(Records from a data collection)
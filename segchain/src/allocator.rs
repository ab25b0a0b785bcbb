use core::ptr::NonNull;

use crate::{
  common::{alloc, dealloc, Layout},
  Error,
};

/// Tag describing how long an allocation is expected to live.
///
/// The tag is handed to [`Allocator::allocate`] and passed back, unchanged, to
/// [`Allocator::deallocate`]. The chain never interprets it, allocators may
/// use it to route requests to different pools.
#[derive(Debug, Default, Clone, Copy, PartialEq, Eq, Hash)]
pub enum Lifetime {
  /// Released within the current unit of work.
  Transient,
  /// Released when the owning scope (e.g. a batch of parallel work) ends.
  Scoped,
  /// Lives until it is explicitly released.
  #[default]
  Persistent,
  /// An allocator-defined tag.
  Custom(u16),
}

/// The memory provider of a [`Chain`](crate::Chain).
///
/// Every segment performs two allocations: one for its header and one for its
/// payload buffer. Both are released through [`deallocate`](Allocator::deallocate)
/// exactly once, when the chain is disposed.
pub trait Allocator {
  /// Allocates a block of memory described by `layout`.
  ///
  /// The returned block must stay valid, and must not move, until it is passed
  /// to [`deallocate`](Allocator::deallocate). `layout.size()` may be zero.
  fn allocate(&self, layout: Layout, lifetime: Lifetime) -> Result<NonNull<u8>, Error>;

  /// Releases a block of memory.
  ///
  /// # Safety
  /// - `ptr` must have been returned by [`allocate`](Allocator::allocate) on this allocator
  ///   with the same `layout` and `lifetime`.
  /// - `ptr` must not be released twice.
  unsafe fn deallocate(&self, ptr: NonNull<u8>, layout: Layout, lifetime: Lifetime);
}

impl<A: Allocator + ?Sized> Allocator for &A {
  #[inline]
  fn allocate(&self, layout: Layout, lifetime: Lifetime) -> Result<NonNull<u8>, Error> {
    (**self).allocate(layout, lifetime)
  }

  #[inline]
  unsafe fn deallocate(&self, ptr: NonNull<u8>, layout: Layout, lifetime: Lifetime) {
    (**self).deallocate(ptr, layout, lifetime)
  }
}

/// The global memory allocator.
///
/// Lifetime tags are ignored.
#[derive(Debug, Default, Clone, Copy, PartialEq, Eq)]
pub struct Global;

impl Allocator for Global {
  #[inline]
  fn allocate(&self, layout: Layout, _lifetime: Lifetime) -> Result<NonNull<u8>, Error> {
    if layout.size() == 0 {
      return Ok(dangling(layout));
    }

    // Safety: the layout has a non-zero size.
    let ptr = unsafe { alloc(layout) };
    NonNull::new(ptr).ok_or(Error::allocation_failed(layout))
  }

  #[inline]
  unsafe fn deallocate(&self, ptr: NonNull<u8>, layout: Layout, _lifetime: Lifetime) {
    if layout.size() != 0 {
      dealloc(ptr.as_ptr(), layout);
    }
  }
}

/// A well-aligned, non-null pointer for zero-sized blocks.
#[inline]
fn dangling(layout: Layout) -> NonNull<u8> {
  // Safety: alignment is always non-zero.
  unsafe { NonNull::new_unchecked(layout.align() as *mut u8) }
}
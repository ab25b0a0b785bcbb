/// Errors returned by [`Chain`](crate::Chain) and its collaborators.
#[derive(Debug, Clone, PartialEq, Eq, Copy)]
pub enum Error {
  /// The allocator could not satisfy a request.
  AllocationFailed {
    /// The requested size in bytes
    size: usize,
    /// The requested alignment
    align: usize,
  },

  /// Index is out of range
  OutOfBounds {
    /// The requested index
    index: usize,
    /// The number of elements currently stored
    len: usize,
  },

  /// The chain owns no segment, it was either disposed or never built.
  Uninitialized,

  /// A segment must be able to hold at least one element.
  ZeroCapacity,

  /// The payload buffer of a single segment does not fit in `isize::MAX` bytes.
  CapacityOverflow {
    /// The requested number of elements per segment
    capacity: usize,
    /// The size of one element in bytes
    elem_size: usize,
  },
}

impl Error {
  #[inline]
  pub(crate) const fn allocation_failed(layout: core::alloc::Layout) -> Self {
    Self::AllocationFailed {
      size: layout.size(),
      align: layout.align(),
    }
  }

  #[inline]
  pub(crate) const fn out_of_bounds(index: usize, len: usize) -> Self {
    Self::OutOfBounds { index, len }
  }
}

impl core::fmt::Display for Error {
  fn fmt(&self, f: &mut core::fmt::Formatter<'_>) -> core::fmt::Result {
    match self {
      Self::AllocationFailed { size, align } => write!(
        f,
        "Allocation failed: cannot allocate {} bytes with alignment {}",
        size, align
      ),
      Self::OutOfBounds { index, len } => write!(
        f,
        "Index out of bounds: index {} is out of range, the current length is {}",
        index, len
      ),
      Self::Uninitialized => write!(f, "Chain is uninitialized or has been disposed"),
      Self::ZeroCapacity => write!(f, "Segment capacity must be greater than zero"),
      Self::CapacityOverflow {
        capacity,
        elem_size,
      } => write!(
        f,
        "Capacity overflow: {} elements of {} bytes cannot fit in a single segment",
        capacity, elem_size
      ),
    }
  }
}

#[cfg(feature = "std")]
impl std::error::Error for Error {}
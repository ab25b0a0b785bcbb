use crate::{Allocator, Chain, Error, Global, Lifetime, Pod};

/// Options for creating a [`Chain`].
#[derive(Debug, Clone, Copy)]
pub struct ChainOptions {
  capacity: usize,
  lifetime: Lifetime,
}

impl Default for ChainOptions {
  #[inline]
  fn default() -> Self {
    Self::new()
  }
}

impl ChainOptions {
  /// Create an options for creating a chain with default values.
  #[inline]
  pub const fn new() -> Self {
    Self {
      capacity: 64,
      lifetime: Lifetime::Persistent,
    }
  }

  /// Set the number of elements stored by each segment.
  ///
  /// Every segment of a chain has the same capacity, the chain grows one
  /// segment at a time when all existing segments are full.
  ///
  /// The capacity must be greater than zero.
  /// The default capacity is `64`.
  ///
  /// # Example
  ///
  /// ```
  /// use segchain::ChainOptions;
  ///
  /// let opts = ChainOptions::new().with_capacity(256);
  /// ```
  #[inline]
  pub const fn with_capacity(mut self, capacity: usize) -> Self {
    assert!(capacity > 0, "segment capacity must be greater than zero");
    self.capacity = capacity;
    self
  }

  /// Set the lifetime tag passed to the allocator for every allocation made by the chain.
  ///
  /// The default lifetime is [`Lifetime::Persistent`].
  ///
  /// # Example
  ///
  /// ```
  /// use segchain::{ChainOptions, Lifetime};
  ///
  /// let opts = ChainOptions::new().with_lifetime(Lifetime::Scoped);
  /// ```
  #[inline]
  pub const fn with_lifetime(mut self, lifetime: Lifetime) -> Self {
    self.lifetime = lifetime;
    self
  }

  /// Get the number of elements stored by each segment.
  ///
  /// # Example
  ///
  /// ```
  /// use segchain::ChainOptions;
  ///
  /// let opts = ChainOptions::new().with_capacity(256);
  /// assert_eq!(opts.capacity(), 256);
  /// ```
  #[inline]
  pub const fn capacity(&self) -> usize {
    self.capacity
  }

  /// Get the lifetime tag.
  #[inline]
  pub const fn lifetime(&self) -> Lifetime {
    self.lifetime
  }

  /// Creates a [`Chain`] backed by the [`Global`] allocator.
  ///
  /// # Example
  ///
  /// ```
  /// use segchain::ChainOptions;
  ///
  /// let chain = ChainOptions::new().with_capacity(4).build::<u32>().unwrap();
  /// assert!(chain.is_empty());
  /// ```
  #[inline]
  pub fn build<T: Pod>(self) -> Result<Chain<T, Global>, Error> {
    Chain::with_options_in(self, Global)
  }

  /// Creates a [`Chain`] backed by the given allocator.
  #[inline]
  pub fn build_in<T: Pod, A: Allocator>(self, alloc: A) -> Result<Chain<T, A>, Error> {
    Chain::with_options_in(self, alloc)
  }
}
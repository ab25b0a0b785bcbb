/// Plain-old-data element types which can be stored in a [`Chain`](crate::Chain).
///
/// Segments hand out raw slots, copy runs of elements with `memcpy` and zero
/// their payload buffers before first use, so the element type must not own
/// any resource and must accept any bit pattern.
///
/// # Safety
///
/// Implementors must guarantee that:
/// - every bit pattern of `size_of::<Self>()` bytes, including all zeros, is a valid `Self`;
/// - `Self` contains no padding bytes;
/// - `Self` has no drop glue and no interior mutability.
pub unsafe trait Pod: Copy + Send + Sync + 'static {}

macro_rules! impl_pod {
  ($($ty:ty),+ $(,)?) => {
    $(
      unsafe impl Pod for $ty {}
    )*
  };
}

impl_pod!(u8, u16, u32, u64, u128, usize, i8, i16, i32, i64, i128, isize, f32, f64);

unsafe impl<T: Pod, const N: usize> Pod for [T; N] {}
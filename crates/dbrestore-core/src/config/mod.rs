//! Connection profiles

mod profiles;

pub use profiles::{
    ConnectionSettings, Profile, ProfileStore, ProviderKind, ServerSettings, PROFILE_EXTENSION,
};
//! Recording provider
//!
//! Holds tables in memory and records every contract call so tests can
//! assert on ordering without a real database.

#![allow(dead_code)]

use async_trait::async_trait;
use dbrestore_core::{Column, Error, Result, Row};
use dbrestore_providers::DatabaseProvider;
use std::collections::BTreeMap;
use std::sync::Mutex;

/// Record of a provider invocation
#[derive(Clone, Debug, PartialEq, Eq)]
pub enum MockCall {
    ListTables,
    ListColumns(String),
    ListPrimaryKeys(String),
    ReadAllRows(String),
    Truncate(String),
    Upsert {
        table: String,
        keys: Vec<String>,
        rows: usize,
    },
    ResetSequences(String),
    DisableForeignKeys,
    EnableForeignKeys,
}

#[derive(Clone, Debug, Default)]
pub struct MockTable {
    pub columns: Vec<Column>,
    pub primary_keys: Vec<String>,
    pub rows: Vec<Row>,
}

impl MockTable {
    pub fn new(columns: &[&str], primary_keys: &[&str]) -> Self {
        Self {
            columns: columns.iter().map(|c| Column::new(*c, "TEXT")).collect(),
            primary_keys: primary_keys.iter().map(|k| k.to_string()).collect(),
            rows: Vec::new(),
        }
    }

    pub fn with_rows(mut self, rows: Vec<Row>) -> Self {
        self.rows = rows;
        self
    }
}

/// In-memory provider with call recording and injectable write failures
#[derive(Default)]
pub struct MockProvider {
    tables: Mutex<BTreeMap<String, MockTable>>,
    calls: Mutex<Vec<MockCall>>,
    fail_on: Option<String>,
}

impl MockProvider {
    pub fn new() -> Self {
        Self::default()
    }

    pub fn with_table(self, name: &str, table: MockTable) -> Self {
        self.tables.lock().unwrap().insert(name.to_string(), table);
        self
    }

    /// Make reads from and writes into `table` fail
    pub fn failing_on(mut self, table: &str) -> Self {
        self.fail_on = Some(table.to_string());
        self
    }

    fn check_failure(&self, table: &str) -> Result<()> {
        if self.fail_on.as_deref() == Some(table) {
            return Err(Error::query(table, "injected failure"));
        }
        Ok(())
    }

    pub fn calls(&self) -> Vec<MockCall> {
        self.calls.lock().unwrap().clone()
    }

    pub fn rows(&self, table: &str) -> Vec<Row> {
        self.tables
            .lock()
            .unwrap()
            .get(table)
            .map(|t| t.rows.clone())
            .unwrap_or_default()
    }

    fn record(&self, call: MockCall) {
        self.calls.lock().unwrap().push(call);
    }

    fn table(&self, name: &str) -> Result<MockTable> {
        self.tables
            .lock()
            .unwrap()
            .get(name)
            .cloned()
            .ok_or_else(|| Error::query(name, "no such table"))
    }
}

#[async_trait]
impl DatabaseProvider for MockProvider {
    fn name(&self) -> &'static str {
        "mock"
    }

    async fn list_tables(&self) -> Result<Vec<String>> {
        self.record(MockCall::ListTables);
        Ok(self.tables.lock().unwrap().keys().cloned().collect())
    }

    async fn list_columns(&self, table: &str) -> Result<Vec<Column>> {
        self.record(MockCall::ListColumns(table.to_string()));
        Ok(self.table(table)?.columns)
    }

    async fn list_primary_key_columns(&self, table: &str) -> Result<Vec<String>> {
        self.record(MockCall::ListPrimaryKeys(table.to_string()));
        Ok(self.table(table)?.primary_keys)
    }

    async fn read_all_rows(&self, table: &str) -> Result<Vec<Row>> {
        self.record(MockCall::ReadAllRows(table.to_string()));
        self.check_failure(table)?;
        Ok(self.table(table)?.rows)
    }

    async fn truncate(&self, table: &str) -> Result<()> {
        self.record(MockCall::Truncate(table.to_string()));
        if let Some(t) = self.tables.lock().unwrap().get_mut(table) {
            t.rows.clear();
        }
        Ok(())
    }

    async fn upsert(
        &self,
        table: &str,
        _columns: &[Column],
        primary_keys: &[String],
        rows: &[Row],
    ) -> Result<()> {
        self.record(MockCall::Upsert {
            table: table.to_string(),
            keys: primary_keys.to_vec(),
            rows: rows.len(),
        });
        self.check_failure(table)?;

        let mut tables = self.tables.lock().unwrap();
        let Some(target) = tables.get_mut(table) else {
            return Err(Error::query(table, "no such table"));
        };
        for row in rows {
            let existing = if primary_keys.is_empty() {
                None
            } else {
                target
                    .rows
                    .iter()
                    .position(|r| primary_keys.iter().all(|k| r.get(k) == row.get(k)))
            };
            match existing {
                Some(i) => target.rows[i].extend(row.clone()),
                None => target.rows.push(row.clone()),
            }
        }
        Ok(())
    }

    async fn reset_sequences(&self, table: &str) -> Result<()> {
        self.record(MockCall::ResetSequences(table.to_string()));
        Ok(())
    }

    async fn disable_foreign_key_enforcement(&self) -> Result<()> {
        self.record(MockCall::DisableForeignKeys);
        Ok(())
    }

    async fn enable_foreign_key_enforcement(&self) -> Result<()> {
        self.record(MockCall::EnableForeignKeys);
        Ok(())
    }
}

[What needs to be done] Go through the entries and return each line where the word "Creates" occurs.

[Your response]
  /// Creates a [`Chain`] backed by the [`Global`] allocator.
  /// Creates a [`Chain`] backed by the given allocator.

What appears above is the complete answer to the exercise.